_Exercise prompt:_ The answer should consist of each line below that contains the word "from".

Start of Data excerpts

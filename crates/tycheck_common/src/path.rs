//! Lexical path handling.
//!
//! Every path the overlay or compiler keys a map by goes through
//! [`normalize_path`] first, so `src/./a.tsx`, `src/b/../a.tsx` and
//! `/root/src/a.tsx` all land on the same entry. Nothing here touches the
//! filesystem; symlinks are not resolved.

use std::path::{Component, Path, PathBuf};

/// Collapses `.` and `..` components without consulting the filesystem.
///
/// A `..` at the root is dropped, matching how a resolver treats `/..`.
pub fn normalize_path(path: &Path) -> PathBuf {
    let mut normalized = PathBuf::new();
    for component in path.components() {
        match component {
            Component::CurDir => {}
            Component::ParentDir => {
                normalized.pop();
            }
            Component::RootDir | Component::Normal(_) | Component::Prefix(_) => {
                normalized.push(component.as_os_str());
            }
        }
    }
    normalized
}

/// Makes `path` absolute against `root` (if relative) and normalizes it.
pub fn resolve_against(root: &Path, path: &Path) -> PathBuf {
    if path.is_absolute() {
        normalize_path(path)
    } else {
        normalize_path(&root.join(path))
    }
}

/// Returns `true` if `path` equals `dir` or lies lexically beneath it.
///
/// Both arguments are expected to be normalized.
pub fn is_within(path: &Path, dir: &Path) -> bool {
    path.starts_with(dir)
}

/// Renders `path` relative to `root` with `/` separators, for user-facing
/// output. Paths outside `root` are shown as-is.
pub fn display_relative(path: &Path, root: &Path) -> String {
    match path.strip_prefix(root) {
        Ok(rel) => rel
            .components()
            .map(|c| c.as_os_str().to_string_lossy())
            .collect::<Vec<_>>()
            .join("/"),
        Err(_) => path.display().to_string(),
    }
}

#[cfg(test)]
mod tests {
    use super::*;

    #[test]
    fn strips_cur_dir() {
        assert_eq!(
            normalize_path(Path::new("/p/./src/./a.tsx")),
            PathBuf::from("/p/src/a.tsx")
        );
    }

    #[test]
    fn collapses_parent_dir() {
        assert_eq!(
            normalize_path(Path::new("/p/src/pages/../components/A.tsx")),
            PathBuf::from("/p/src/components/A.tsx")
        );
    }

    #[test]
    fn parent_at_root_is_dropped() {
        assert_eq!(normalize_path(Path::new("/../a")), PathBuf::from("/a"));
    }

    #[test]
    fn resolve_relative_and_absolute() {
        let root = Path::new("/project");
        assert_eq!(
            resolve_against(root, Path::new("src/App.tsx")),
            PathBuf::from("/project/src/App.tsx")
        );
        assert_eq!(
            resolve_against(root, Path::new("/elsewhere/./x.ts")),
            PathBuf::from("/elsewhere/x.ts")
        );
    }

    #[test]
    fn within_is_component_wise() {
        let dir = Path::new("/p/src/gen");
        assert!(is_within(Path::new("/p/src/gen/A.tsx"), dir));
        assert!(is_within(Path::new("/p/src/gen"), dir));
        assert!(!is_within(Path::new("/p/src/generated/A.tsx"), dir));
    }

    #[test]
    fn relative_display_uses_forward_slashes() {
        let root = Path::new("/p");
        assert_eq!(
            display_relative(Path::new("/p/src/App.tsx"), root),
            "src/App.tsx"
        );
        assert_eq!(display_relative(Path::new("/q/x.ts"), root), "/q/x.ts");
    }
}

End of Data excerpts

_Response for this exercise:_
            PathBuf::from("/p/src/a.tsx")
            PathBuf::from("/p/src/components/A.tsx")
        assert_eq!(normalize_path(Path::new("/../a")), PathBuf::from("/a"));
            PathBuf::from("/project/src/App.tsx")
            PathBuf::from("/elsewhere/x.ts")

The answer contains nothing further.